3. The third instance – which would mean nothing in itself but is gaining some weight by the context of other suspicious circumstances – is the fact that when the Akishino family went lately to see the exhibition “Empress and her children” the father of the family was busy elsewhere. This is especially striking if you compare it with the family of the crown prince attending the exhibition: we constantly see Naruhito very animatedly explaining some thing or other to his daughter - which in this case makes much sense, not because it is traditionally the man and father who should do the talking , but because in this case Naruhito is the only one who can give the background information, because it is he on these photos and it is his childhood that is displayed. In this situation, he is the expert and if he denied to give the necessary explanations to his wife and daughter there would be nobody who could do it in his stead.

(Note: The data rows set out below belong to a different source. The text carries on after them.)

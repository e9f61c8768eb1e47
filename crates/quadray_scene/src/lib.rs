//! Scene graph, registries, and the sequential Phase 0 update pipeline.
//!
//! `quadray_render` depends on this crate for everything Phase 1 and the
//! tracer read: the node arena, materials/textures, and the per-frame
//! `trnode`/clipper-list state Phase 0 rebuilds here.

pub mod camera;
pub mod clipper;
pub mod ids;
pub mod light;
pub mod literal;
pub mod material;
pub mod node;
pub mod relation;
pub mod scene;
pub mod texture;
pub mod update;

pub use camera::CameraData;
pub use ids::{MaterialId, NodeId, TextureId};
pub use light::LightData;
pub use material::{Material, MaterialProps, MaterialTag, UvTransform};
pub use node::{ArrayData, NodeKind, ObjectNode, ShapeKind, Side, SurfaceData};
pub use relation::{Relation, RelationKind};
pub use scene::{BuildStats, Scene};
pub use texture::Texture;
pub use update::update_phase0;
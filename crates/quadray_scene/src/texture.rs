//! Textures: a solid XRGB color or a width/height pixel buffer, interned
//! by name (§3 `Texture`).

use std::sync::Arc;

/// A texture, either a flat color or a sampled pixel buffer.
#[derive(Debug, Clone)]
pub enum Texture {
    /// A single packed `0xXRGB` color, used by materials that reference no
    /// image (the common case for procedural scenes).
    Solid(u32),
    /// A `width x height` buffer of packed `0xXRGB` pixels, row-major,
    /// shared via `Arc` so every material referencing the same named
    /// texture shares one allocation.
    Image {
        width: u32,
        height: u32,
        pixels: Arc<[u32]>,
    },
}

impl Texture {
    /// Samples at normalized UV coordinates, wrapping both axes (§4.6
    /// texture sampling). Solid textures ignore `u`/`v` entirely.
    #[must_use]
    pub fn sample(&self, u: f32, v: f32) -> u32 {
        match self {
            Texture::Solid(xrgb) => *xrgb,
            Texture::Image {
                width,
                height,
                pixels,
            } => {
                if *width == 0 || *height == 0 {
                    return 0;
                }
                let uu = u.rem_euclid(1.0);
                let vv = v.rem_euclid(1.0);
                let x = ((uu * *width as f32) as u32).min(width - 1);
                let y = ((vv * *height as f32) as u32).min(height - 1);
                pixels[(y * *width + x) as usize]
            }
        }
    }
}
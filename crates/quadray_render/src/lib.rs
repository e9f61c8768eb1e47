//! Phase 1 bounds recomputation, tiling/sorting, and the packetized
//! tracer backend (§4.4-§4.6).
//!
//! `quadray_scene` owns the graph and Phase 0; everything in this crate
//! either runs in parallel across that graph's surfaces (bounds, Phase 1)
//! or reads it once per frame to produce pixels (tiling, tracing). No
//! module here mutates scene topology.

pub mod array_bounds;
pub mod bounds;
pub mod framebuffer;
pub mod intersect;
pub mod packet;
pub mod shade;
pub mod tile;

pub use array_bounds::update_array_bounds;
pub use bounds::update_surface;
pub use framebuffer::{pack_xrgb, FrameBuffer};
pub use intersect::{intersect_surface, Hit, SideKind};
pub use packet::{PacketTracer, Ray, RayPacket, ScalarPacketTracer};
pub use tile::{build_tiles, sort_lights, CameraFrame, TileGrid};
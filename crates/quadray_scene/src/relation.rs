//! Array relations (§3 `Array`, §4.3 step 7).
//!
//! A relation is a tuple `(obj1, kind, obj2)` where `obj1`/`obj2` index
//! into the owning array's child list (`-1` is a sentinel meaning "no
//! second operand", used by `INDEX_ARRAY`/`BOUND_ARRAY`/`UNTIE_ARRAY`
//! which take a single operand).

/// The eight relation kinds an `Array` may declare between its children.
#[derive(Debug, Clone, Copy, PartialEq, Eq, Hash)]
pub enum RelationKind {
    /// Subtract `obj2` from `obj1`'s inner surface (carve a cavity).
    MinusInner,
    /// Subtract `obj2` from `obj1`'s outer surface (carve from outside).
    MinusOuter,
    /// One of a *pair* bracketing a run of `MINUS_INNER`/`MINUS_OUTER`
    /// relations against the same `obj1` target into one accumulation
    /// segment (`obj2` is unused — this relation is an enter/leave
    /// bracket, not a clipper of its own). At trace time the bracketed
    /// run is evaluated as a single boolean group rather than each
    /// clipper subtracting independently.
    MinusAccum,
    /// Narrows the left/right sub-array scope used to resolve the
    /// *following* relation's `obj1`/`obj2` indices (§4.3 step 7):
    /// whichever of `obj1`/`obj2` names a child that is itself an
    /// `Array` becomes that next relation's left-hand/right-hand child
    /// list instead of the immediate array's own children. One-shot —
    /// it narrows only the single relation right after it.
    IndexArray,
    /// Mark `obj1` as the bounding volume for `obj2` (sets `obj2`'s
    /// `bvnode`).
    BoundArray,
    /// Remove a previously established `BoundArray` relationship.
    UntieArray,
    /// Index-addressed variant of `BOUND_ARRAY`: `obj2` is resolved via
    /// array indexing rather than a direct child reference.
    BoundIndex,
    /// Index-addressed variant of `UNTIE_ARRAY`.
    UntieIndex,
}

impl RelationKind {
    /// Whether this relation kind participates in the boolean clip
    /// (subtracts one surface from another at trace time) as opposed to
    /// only affecting bounds bookkeeping.
    #[must_use]
    pub fn is_boolean_clip(self) -> bool {
        matches!(self, RelationKind::MinusInner | RelationKind::MinusOuter)
    }
}

/// One relation declared within an [`crate::node::ArrayData`] (§3 `Array`).
#[derive(Debug, Clone, Copy)]
pub struct Relation {
    /// Index into the owning array's children, or `-1` for relations that
    /// take only one operand.
    pub obj1: i32,
    pub kind: RelationKind,
    /// Index into the owning array's children, or `-1` when unused.
    pub obj2: i32,
}

impl Relation {
    /// Returns whether `index` is a valid non-sentinel operand.
    #[must_use]
    pub fn is_valid_operand(index: i32, child_count: usize) -> bool {
        index >= 0 && (index as usize) < child_count
    }
}
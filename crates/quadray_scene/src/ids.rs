//! Slotmap key types for the scene graph and its registries (§3 of the
//! spec). Every cross-reference in the engine — parent links, `trnode`/
//! `bvnode` pointers, material/texture references, relation operands —
//! is one of these keys rather than an owning pointer, so the graph can
//! contain cycles-as-DAGs and arbitrary sharing without fighting the
//! borrow checker.

use slotmap::new_key_type;

new_key_type! {
    /// Key into [`crate::scene::Scene::nodes`]: identifies any object in
    /// the scene tree (Array, Surface, Camera or Light).
    pub struct NodeId;
}

new_key_type! {
    /// Key into [`crate::scene::Scene::materials`].
    pub struct MaterialId;
}

new_key_type! {
    /// Key into [`crate::scene::Scene::textures`].
    pub struct TextureId;
}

His brother, on the other hand, does not think it important to be there for his family, at least at this opportunity, and to answer their questions. And in a way I am not surprised of it because I do not have the impression that he enjoys being with his family very much. What I think is that he has never really succeeded in emotionally growing up which means that he always wants the others to entertain and amuse him and to attend to his needs and that he cannot enjoy being there for others and taking responsibility for them. In a way, it is maybe even tragic because an emotionally grown up father (or mother) does not take care of his children because it is his duty (well, sometimes maybe… ) but because he enjoys doing it, because he enjoys to give, to care and to protect. And Fumihito, for whatever reason, has never reached this level of maturity. Maybe he sometimes even tries to do his duty but for him it is simply no fun at all.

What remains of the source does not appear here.